What the exercise asks:
Looking at the data below, how many lines include the word "Deserialize"? Respond with the number only.

Stored entries:
┄┄┄┄┄┄┄┄┄┄┄┄┄┄┄┄┄┄┄┄

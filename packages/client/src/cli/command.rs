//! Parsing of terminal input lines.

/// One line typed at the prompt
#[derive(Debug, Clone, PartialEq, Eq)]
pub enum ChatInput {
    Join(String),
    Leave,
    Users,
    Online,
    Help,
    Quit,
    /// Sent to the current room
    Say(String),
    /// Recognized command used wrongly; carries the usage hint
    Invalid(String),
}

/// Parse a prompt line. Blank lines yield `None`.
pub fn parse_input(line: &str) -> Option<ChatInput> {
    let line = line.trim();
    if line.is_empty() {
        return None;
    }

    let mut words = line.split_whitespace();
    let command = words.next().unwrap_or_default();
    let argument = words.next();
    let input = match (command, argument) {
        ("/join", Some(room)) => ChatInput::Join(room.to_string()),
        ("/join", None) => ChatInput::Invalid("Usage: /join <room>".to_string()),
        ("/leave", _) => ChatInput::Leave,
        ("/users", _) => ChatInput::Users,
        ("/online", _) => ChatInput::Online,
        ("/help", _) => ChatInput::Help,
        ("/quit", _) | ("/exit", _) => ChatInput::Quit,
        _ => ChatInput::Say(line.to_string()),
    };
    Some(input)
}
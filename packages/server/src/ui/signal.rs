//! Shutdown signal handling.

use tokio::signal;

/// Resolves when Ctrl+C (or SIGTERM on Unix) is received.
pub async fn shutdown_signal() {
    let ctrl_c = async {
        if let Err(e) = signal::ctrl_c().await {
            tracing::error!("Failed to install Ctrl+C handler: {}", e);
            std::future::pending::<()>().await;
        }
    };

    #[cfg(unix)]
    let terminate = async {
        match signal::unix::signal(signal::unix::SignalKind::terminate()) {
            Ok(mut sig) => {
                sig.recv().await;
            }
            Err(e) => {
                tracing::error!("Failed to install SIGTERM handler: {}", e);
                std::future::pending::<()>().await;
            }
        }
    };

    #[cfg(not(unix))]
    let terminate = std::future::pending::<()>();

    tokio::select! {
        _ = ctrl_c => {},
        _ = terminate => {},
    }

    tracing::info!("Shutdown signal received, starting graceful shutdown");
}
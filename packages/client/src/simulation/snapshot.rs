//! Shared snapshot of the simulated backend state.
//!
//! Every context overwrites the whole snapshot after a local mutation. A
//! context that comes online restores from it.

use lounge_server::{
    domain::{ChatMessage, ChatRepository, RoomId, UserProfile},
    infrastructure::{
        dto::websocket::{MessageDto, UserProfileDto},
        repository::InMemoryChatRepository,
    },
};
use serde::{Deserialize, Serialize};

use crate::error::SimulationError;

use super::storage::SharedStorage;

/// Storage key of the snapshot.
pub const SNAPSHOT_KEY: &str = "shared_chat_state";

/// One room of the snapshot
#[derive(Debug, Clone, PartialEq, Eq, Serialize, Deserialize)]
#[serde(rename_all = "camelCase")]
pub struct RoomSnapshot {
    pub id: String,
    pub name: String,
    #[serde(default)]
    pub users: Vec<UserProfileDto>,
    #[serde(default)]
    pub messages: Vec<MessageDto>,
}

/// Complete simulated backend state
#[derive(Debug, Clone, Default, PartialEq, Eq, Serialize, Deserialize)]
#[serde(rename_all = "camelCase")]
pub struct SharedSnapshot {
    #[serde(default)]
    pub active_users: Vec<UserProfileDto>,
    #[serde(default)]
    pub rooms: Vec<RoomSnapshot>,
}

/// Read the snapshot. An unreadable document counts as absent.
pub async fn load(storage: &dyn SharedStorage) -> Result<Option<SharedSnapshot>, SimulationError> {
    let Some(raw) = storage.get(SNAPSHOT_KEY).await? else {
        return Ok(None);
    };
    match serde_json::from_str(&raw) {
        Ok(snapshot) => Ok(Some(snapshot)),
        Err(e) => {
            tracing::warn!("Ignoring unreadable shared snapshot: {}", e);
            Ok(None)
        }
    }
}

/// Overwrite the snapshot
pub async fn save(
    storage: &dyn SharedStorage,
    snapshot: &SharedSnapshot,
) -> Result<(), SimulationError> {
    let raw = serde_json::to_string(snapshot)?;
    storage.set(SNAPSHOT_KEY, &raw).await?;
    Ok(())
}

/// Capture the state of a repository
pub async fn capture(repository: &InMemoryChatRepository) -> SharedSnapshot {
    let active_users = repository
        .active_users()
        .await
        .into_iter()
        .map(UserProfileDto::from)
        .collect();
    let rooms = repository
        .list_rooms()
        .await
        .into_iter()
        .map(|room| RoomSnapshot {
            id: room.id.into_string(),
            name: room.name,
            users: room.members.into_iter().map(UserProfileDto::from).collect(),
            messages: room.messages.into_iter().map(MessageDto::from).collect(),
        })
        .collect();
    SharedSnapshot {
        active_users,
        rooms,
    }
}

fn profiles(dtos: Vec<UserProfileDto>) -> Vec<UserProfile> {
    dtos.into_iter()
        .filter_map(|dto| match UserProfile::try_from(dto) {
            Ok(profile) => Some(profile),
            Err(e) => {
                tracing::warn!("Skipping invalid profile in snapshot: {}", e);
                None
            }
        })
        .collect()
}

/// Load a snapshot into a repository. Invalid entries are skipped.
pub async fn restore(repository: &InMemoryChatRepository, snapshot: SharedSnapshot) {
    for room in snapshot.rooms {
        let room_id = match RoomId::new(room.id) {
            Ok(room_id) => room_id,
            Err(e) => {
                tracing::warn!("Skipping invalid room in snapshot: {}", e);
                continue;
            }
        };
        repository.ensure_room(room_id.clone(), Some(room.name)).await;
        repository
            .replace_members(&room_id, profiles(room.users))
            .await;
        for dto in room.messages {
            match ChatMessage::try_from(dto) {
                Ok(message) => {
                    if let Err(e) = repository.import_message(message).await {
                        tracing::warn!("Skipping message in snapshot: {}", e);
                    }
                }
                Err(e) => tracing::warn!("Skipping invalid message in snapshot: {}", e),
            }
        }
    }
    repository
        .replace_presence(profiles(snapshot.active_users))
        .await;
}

┄┄┄┄┄┄┄┄┄┄┄┄┄┄┄┄┄┄┄┄

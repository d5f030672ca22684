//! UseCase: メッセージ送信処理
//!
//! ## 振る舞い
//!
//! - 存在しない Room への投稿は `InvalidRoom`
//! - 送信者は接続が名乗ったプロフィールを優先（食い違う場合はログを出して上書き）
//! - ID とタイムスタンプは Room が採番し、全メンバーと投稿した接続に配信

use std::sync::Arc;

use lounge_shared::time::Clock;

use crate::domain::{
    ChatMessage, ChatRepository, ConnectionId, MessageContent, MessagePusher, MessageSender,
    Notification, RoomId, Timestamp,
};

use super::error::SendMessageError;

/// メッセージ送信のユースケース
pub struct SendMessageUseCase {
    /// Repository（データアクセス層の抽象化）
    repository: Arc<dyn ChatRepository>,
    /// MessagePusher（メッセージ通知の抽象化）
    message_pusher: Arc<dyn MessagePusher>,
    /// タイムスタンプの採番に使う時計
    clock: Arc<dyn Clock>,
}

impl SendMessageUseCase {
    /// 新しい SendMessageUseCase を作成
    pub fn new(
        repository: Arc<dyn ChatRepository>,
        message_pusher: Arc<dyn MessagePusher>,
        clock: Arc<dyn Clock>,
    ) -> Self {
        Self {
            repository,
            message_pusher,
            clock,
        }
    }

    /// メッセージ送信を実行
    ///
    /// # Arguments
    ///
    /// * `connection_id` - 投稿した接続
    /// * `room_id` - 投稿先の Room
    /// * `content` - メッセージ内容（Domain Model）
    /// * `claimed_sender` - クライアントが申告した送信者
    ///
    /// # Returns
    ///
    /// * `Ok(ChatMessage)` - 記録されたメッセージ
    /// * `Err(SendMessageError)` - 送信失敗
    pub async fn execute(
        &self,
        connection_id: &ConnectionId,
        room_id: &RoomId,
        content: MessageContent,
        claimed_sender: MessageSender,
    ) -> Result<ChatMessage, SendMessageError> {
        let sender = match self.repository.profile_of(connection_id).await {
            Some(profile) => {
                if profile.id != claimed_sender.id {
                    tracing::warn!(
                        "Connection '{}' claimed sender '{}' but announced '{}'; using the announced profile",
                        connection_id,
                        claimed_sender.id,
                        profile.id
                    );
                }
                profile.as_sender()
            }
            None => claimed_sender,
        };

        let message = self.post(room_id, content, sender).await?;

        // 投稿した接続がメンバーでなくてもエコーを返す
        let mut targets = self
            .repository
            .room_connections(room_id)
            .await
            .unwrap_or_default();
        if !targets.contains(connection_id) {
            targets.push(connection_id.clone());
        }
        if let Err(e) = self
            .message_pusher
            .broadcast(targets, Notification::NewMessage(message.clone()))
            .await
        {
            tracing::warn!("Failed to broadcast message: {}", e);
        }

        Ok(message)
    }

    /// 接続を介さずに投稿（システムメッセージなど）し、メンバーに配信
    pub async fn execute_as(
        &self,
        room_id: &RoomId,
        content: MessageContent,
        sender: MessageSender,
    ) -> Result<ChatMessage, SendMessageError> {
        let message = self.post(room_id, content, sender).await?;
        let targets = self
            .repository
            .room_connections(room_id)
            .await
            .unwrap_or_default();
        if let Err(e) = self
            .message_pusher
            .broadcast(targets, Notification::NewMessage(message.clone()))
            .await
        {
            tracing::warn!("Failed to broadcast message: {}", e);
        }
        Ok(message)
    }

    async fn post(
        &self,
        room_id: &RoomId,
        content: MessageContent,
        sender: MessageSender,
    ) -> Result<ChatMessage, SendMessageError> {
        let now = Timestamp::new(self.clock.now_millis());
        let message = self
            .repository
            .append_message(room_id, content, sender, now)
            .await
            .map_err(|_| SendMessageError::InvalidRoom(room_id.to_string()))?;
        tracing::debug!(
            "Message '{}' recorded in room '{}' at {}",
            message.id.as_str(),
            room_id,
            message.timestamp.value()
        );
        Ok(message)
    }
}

┄┄┄┄┄┄┄┄┄┄┄┄┄┄┄┄┄┄┄┄

Task output:
3